Filter the data below, keeping only lines that contain "ProjectRecord".
##### DATA FOR THIS EXERCISE #####
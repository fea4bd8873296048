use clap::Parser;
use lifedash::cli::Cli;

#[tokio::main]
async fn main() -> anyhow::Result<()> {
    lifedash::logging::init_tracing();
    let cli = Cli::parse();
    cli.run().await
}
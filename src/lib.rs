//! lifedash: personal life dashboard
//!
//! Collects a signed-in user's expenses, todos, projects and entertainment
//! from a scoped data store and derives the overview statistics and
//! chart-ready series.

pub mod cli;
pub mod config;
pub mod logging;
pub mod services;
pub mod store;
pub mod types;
#####
##### DATA FOR THIS EXERCISE #####
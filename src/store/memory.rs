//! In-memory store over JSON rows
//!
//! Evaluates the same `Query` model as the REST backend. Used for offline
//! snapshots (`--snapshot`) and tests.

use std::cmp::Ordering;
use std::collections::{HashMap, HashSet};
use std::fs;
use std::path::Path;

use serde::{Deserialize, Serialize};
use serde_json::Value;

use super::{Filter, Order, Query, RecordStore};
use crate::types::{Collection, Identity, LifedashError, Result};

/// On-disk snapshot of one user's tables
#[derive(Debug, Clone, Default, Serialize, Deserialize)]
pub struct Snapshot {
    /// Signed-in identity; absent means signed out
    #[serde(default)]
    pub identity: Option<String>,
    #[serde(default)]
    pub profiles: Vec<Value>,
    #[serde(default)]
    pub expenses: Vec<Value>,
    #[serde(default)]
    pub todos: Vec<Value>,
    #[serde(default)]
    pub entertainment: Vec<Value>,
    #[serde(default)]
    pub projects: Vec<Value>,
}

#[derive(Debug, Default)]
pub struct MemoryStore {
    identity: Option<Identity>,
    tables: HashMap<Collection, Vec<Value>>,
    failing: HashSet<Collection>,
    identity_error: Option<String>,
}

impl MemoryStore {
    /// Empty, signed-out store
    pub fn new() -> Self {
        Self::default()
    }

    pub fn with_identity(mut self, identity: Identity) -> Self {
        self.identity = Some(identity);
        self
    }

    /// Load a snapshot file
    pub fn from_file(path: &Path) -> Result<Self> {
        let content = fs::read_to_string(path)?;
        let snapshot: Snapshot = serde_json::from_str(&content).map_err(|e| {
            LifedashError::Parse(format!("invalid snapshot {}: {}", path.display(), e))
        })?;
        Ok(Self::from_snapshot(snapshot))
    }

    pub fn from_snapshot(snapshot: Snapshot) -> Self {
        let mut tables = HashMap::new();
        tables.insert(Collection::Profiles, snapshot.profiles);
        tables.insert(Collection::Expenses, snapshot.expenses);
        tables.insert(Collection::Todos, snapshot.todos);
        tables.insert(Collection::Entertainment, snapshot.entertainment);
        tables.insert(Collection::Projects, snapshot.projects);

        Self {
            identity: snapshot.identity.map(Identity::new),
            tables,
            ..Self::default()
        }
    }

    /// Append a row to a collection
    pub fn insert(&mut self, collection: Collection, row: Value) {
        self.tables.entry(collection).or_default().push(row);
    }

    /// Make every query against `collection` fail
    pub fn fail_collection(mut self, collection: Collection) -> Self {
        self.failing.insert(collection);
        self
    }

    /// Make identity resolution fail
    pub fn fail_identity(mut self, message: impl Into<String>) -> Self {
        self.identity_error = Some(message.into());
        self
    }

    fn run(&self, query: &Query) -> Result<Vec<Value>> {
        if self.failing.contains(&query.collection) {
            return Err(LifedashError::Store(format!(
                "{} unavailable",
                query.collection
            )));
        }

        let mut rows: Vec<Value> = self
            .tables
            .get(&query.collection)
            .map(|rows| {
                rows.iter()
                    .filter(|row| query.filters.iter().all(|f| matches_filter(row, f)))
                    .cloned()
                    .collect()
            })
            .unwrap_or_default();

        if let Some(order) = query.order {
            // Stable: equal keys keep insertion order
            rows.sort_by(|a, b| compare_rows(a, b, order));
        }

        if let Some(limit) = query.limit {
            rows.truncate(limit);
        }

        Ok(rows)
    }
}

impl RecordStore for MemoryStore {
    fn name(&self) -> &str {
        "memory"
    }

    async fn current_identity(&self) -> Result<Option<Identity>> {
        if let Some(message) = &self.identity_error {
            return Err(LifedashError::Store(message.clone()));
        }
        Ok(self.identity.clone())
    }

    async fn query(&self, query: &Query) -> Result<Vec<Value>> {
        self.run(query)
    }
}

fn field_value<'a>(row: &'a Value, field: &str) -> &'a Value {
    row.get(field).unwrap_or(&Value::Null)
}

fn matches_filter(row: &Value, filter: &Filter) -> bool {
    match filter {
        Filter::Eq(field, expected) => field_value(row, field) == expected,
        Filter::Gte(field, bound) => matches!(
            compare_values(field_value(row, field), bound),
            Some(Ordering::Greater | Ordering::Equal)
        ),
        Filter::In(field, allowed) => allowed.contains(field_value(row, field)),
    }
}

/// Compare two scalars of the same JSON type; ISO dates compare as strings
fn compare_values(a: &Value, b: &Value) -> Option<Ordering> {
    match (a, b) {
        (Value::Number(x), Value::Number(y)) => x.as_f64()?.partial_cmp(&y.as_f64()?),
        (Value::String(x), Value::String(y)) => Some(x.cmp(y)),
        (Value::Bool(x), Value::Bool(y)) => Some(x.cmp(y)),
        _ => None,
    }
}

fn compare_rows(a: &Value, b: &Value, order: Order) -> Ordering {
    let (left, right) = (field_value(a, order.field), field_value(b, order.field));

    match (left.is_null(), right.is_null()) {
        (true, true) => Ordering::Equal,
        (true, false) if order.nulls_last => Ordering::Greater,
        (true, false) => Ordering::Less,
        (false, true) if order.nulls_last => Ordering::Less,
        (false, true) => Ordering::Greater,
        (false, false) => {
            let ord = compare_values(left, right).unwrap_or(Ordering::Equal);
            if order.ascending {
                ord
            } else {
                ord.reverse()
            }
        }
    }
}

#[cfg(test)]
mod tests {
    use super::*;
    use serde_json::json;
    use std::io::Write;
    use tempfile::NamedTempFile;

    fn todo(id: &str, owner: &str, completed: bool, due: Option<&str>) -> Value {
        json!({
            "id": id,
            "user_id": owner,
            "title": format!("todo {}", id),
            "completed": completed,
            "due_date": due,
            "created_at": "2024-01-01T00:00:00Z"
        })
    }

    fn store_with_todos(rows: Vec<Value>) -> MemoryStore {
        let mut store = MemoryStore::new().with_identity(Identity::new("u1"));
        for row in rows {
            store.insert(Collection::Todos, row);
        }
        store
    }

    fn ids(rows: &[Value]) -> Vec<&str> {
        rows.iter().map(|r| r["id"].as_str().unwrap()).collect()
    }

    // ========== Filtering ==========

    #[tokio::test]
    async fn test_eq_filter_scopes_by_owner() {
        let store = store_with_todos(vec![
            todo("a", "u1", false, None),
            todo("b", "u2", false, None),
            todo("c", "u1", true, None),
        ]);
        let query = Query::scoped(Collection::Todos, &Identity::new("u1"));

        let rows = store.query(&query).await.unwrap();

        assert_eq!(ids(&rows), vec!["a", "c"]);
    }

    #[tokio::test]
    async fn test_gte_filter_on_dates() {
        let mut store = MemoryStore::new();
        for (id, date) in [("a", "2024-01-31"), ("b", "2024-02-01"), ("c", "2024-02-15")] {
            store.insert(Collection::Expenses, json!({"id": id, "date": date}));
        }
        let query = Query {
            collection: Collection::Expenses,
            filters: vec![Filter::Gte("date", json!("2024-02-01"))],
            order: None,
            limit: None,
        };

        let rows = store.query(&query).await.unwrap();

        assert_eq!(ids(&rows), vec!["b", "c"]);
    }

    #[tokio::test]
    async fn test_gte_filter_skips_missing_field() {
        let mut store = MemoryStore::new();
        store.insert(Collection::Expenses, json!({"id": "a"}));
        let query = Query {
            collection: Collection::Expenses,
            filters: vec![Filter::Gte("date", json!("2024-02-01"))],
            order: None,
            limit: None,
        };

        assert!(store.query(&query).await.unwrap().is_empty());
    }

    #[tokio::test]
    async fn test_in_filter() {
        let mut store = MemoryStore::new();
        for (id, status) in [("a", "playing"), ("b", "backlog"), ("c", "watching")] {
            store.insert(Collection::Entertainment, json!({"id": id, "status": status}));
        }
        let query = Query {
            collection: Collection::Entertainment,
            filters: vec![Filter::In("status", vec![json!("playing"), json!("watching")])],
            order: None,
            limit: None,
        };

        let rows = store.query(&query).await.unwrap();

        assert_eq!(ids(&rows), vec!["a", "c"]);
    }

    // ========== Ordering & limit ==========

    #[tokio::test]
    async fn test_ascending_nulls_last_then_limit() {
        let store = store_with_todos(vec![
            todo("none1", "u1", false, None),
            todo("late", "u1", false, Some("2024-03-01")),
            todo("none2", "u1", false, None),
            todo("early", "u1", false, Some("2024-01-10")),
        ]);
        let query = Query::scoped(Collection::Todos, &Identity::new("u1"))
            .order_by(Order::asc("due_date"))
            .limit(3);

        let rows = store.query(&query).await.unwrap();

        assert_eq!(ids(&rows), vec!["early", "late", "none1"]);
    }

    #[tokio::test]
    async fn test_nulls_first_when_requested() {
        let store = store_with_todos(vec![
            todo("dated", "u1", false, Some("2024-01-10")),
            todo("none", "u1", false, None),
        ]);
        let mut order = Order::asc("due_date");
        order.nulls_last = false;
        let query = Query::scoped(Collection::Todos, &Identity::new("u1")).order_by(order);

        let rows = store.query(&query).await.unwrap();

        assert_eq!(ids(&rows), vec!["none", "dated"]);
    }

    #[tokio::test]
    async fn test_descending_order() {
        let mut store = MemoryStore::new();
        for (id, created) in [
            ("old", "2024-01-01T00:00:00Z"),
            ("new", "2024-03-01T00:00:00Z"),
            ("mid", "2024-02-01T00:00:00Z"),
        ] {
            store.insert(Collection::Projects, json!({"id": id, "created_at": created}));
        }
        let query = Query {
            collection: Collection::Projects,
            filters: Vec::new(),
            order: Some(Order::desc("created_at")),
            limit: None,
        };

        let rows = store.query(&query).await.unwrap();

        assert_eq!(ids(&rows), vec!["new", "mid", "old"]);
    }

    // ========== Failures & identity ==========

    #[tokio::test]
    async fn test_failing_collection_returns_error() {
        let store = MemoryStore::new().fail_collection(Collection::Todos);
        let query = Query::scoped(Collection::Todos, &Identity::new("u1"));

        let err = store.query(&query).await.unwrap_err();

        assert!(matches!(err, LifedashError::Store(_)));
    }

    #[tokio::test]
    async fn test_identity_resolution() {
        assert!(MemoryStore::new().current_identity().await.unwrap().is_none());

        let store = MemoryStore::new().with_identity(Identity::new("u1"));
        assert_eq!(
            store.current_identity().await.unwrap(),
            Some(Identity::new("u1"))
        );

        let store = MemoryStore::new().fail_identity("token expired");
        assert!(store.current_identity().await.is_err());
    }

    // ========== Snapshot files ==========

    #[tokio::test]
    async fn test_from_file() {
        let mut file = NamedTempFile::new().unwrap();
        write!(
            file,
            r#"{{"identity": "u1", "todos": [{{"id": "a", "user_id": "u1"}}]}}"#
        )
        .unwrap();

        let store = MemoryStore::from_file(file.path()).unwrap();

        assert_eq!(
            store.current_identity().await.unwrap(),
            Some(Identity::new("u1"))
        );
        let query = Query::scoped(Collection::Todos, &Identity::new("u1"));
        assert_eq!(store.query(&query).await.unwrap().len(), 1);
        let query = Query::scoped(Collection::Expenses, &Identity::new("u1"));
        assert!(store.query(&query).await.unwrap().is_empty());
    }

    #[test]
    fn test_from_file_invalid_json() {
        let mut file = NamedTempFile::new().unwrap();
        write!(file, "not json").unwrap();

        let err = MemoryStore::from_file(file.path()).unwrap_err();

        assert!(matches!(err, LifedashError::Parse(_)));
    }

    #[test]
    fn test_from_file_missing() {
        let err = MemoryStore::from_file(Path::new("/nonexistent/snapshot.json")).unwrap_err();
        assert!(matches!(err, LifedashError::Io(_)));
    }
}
#####
##### DATA FOR THIS EXERCISE #####
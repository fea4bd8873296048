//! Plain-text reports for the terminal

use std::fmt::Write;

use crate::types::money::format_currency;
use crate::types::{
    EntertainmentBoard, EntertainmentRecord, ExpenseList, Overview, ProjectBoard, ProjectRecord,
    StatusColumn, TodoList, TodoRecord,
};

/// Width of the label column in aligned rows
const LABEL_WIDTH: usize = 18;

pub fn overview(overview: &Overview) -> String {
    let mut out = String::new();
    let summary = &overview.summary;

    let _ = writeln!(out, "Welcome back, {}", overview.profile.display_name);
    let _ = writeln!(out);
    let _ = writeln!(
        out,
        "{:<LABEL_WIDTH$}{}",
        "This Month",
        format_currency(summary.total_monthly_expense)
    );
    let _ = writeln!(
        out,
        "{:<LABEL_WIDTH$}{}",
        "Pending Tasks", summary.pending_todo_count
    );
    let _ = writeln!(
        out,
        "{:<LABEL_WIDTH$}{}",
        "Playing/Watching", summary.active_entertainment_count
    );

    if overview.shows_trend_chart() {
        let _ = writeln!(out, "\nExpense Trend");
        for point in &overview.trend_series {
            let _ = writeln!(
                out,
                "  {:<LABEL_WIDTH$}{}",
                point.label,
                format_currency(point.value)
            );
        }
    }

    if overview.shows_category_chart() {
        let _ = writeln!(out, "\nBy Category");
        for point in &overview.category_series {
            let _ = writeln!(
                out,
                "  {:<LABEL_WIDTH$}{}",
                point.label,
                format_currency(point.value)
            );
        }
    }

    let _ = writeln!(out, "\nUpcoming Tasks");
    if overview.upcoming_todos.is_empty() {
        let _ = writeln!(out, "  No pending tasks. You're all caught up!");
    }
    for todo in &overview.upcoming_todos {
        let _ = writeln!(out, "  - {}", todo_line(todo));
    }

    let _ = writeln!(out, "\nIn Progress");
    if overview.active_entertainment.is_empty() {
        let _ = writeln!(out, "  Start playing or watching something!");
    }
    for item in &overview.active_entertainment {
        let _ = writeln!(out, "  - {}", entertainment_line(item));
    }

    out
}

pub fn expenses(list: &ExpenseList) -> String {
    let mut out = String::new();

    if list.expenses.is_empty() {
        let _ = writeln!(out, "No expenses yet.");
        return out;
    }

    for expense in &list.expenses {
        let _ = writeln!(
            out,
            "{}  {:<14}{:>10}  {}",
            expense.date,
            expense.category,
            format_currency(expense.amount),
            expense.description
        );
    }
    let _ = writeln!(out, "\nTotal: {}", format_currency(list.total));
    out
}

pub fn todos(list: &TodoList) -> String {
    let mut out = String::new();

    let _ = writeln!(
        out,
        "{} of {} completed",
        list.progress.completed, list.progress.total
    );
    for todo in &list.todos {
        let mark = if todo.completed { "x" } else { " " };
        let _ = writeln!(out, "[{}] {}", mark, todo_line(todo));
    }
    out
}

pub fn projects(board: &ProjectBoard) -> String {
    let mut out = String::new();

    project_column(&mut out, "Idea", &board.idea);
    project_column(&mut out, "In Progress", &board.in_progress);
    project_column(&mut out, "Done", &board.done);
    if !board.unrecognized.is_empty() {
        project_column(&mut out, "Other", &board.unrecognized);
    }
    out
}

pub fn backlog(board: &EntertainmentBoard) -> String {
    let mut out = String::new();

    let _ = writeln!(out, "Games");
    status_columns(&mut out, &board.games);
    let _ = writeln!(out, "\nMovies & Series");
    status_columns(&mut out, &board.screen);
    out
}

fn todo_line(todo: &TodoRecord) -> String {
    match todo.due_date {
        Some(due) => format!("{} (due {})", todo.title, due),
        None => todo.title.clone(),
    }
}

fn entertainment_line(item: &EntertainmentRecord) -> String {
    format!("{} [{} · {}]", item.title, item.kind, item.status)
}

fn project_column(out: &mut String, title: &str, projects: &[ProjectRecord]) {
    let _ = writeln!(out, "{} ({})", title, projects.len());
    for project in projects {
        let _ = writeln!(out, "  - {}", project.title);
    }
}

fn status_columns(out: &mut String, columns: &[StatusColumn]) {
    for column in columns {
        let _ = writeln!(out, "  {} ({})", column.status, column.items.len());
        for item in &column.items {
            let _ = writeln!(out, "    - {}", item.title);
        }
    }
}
#####
* _TASK ANSWER_:
    EntertainmentBoard, EntertainmentRecord, ExpenseList, Overview, ProjectBoard, ProjectRecord,
fn project_column(out: &mut String, title: &str, projects: &[ProjectRecord]) {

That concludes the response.